▶ Your task
Write out each line from the data below that includes the word "else".

================

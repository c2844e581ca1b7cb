//! Microphone access via `cpal`, behind the [`AudioDeviceSource`] seam.
//!
//! `cpal::Stream` is not `Send` on every platform, so the stream lives on a
//! dedicated thread for its whole lifetime (open → callbacks → stop).  The
//! callback converts whatever format the device delivers into the
//! recognizer's reference PCM and appends it to the shared [`BufferPool`];
//! everything else in the crate only ever sees pool slots.

use std::sync::mpsc as std_mpsc;
use std::sync::{Arc, Mutex};

use cpal::traits::{DeviceTrait, HostTrait, StreamTrait};
use thiserror::Error;

use super::pool::BufferPool;
use super::resample::{downmix_to_mono, f32_to_pcm16, resample_to_16k};

// ---------------------------------------------------------------------------
// DeviceError
// ---------------------------------------------------------------------------

/// Errors raised while opening or starting the capture device.
///
/// All of these are fatal for the session: they happen before any audio has
/// flowed, so the controller reports them and returns to idle.
#[derive(Debug, Error)]
pub enum DeviceError {
    #[error("no input device found on the default audio host")]
    NoDevice,

    #[error("failed to enumerate input devices: {0}")]
    Enumeration(String),

    #[error("failed to query default input config: {0}")]
    DefaultConfig(#[from] cpal::DefaultStreamConfigError),

    #[error("failed to build input stream: {0}")]
    BuildStream(#[from] cpal::BuildStreamError),

    #[error("failed to start audio stream: {0}")]
    PlayStream(#[from] cpal::PlayStreamError),

    #[error("audio device thread exited before confirming startup")]
    ThreadStartup,
}

// ---------------------------------------------------------------------------
// AudioDeviceSource
// ---------------------------------------------------------------------------

/// A source of capture audio that fills submitted pool slots.
///
/// `open` must not return until the device is actually producing (or has
/// failed); `stop` ceases all pool writes before returning, so callers may
/// drain and reclaim the pool afterwards without racing the callback.
pub trait AudioDeviceSource: Send + Sync {
    fn open(&mut self, pool: Arc<Mutex<BufferPool>>) -> Result<(), DeviceError>;
    fn stop(&mut self);
}

// ---------------------------------------------------------------------------
// CpalDeviceSource
// ---------------------------------------------------------------------------

/// Production device source backed by the default `cpal` host.
pub struct CpalDeviceSource {
    /// Index into the host's input-device list; `None` = system default.
    preferred_device: Option<usize>,
    worker: Option<DeviceWorker>,
}

struct DeviceWorker {
    stop_tx: std_mpsc::Sender<()>,
    handle: std::thread::JoinHandle<()>,
}

impl CpalDeviceSource {
    pub fn new(preferred_device: Option<usize>) -> Self {
        Self {
            preferred_device,
            worker: None,
        }
    }

    fn select_device(preferred: Option<usize>) -> Result<cpal::Device, DeviceError> {
        let host = cpal::default_host();

        if let Some(index) = preferred {
            let mut devices = host
                .input_devices()
                .map_err(|e| DeviceError::Enumeration(e.to_string()))?;
            if let Some(device) = devices.nth(index) {
                return Ok(device);
            }
            log::warn!("device: preferred input #{index} not found, falling back to default");
        }

        host.default_input_device().ok_or(DeviceError::NoDevice)
    }

    /// Build and start the stream.  Runs on the device thread.
    fn start_stream(
        preferred: Option<usize>,
        pool: Arc<Mutex<BufferPool>>,
    ) -> Result<cpal::Stream, DeviceError> {
        let device = Self::select_device(preferred)?;
        let supported = device.default_input_config()?;
        let channels = supported.channels();
        let source_rate = supported.sample_rate().0;
        let config: cpal::StreamConfig = supported.into();

        log::debug!("device: opening input at {source_rate} Hz, {channels} ch");

        let stream = device.build_input_stream(
            &config,
            move |data: &[f32], _: &cpal::InputCallbackInfo| {
                let mono = downmix_to_mono(data, channels);
                let pcm = f32_to_pcm16(&resample_to_16k(&mono, source_rate));
                // Overruns are counted by the pool; the callback never
                // blocks and never panics.
                if let Ok(mut pool) = pool.lock() {
                    pool.write(&pcm);
                }
            },
            |err: cpal::StreamError| {
                log::error!("device: stream error: {err}");
            },
            None,
        )?;

        stream.play()?;
        Ok(stream)
    }
}

impl AudioDeviceSource for CpalDeviceSource {
    fn open(&mut self, pool: Arc<Mutex<BufferPool>>) -> Result<(), DeviceError> {
        let (stop_tx, stop_rx) = std_mpsc::channel::<()>();
        let (ready_tx, ready_rx) = std_mpsc::channel::<Result<(), DeviceError>>();
        let preferred = self.preferred_device;

        let handle = std::thread::Builder::new()
            .name("audio-device".into())
            .spawn(move || {
                let stream = match Self::start_stream(preferred, pool) {
                    Ok(stream) => {
                        let _ = ready_tx.send(Ok(()));
                        stream
                    }
                    Err(e) => {
                        let _ = ready_tx.send(Err(e));
                        return;
                    }
                };
                // Keep the stream alive until stop is requested (or the
                // source is dropped, which closes the channel).
                let _ = stop_rx.recv();
                drop(stream);
            })
            .map_err(|_| DeviceError::ThreadStartup)?;

        match ready_rx.recv() {
            Ok(Ok(())) => {
                self.worker = Some(DeviceWorker { stop_tx, handle });
                Ok(())
            }
            Ok(Err(e)) => {
                let _ = handle.join();
                Err(e)
            }
            Err(_) => Err(DeviceError::ThreadStartup),
        }
    }

    fn stop(&mut self) {
        if let Some(worker) = self.worker.take() {
            let _ = worker.stop_tx.send(());
            if worker.handle.join().is_err() {
                log::warn!("device: capture thread panicked during shutdown");
            }
        }
    }
}

impl Drop for CpalDeviceSource {
    fn drop(&mut self) {
        self.stop();
    }
}

// ---------------------------------------------------------------------------
// ScriptedDevice  (test-only)
// ---------------------------------------------------------------------------

/// Test double that plays a PCM script into the pool from its own thread,
/// then endless silence, until stopped.
///
/// Mirrors the real source's threading: pool writes happen off the test
/// task, so capture-loop tests exercise the same poll/drain races.
#[cfg(test)]
pub struct ScriptedDevice {
    script: Vec<u8>,
    piece_bytes: usize,
    interval: std::time::Duration,
    fail_open: bool,
    stop_flag: Option<Arc<std::sync::atomic::AtomicBool>>,
    handle: Option<std::thread::JoinHandle<()>>,
}

#[cfg(test)]
impl ScriptedDevice {
    pub fn new(script: Vec<u8>, piece_bytes: usize) -> Self {
        Self {
            script,
            piece_bytes,
            interval: std::time::Duration::from_millis(2),
            fail_open: false,
            stop_flag: None,
            handle: None,
        }
    }

    /// A device whose `open` always fails.
    pub fn failing() -> Self {
        let mut device = Self::new(Vec::new(), 64);
        device.fail_open = true;
        device
    }
}

#[cfg(test)]
impl AudioDeviceSource for ScriptedDevice {
    fn open(&mut self, pool: Arc<Mutex<BufferPool>>) -> Result<(), DeviceError> {
        use std::sync::atomic::{AtomicBool, Ordering};

        if self.fail_open {
            return Err(DeviceError::NoDevice);
        }
        let stop = Arc::new(AtomicBool::new(false));
        let stop_thread = Arc::clone(&stop);
        let script = self.script.clone();
        let piece = self.piece_bytes;
        let interval = self.interval;

        self.stop_flag = Some(stop);
        self.handle = Some(std::thread::spawn(move || {
            let mut offset = 0usize;
            while !stop_thread.load(Ordering::SeqCst) {
                let bytes: Vec<u8> = if offset < script.len() {
                    let end = (offset + piece).min(script.len());
                    let out = script[offset..end].to_vec();
                    offset = end;
                    out
                } else {
                    vec![0u8; piece] // endless silence after the script
                };
                if let Ok(mut pool) = pool.lock() {
                    pool.write(&bytes);
                }
                std::thread::sleep(interval);
            }
        }));
        Ok(())
    }

    fn stop(&mut self) {
        use std::sync::atomic::Ordering;

        if let Some(flag) = self.stop_flag.take() {
            flag.store(true, Ordering::SeqCst);
        }
        if let Some(handle) = self.handle.take() {
            let _ = handle.join();
        }
    }
}

// ---------------------------------------------------------------------------
// Tests
// ---------------------------------------------------------------------------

================

▶ Task solution
//! everything else in the crate only ever sees pool slots.
                } else {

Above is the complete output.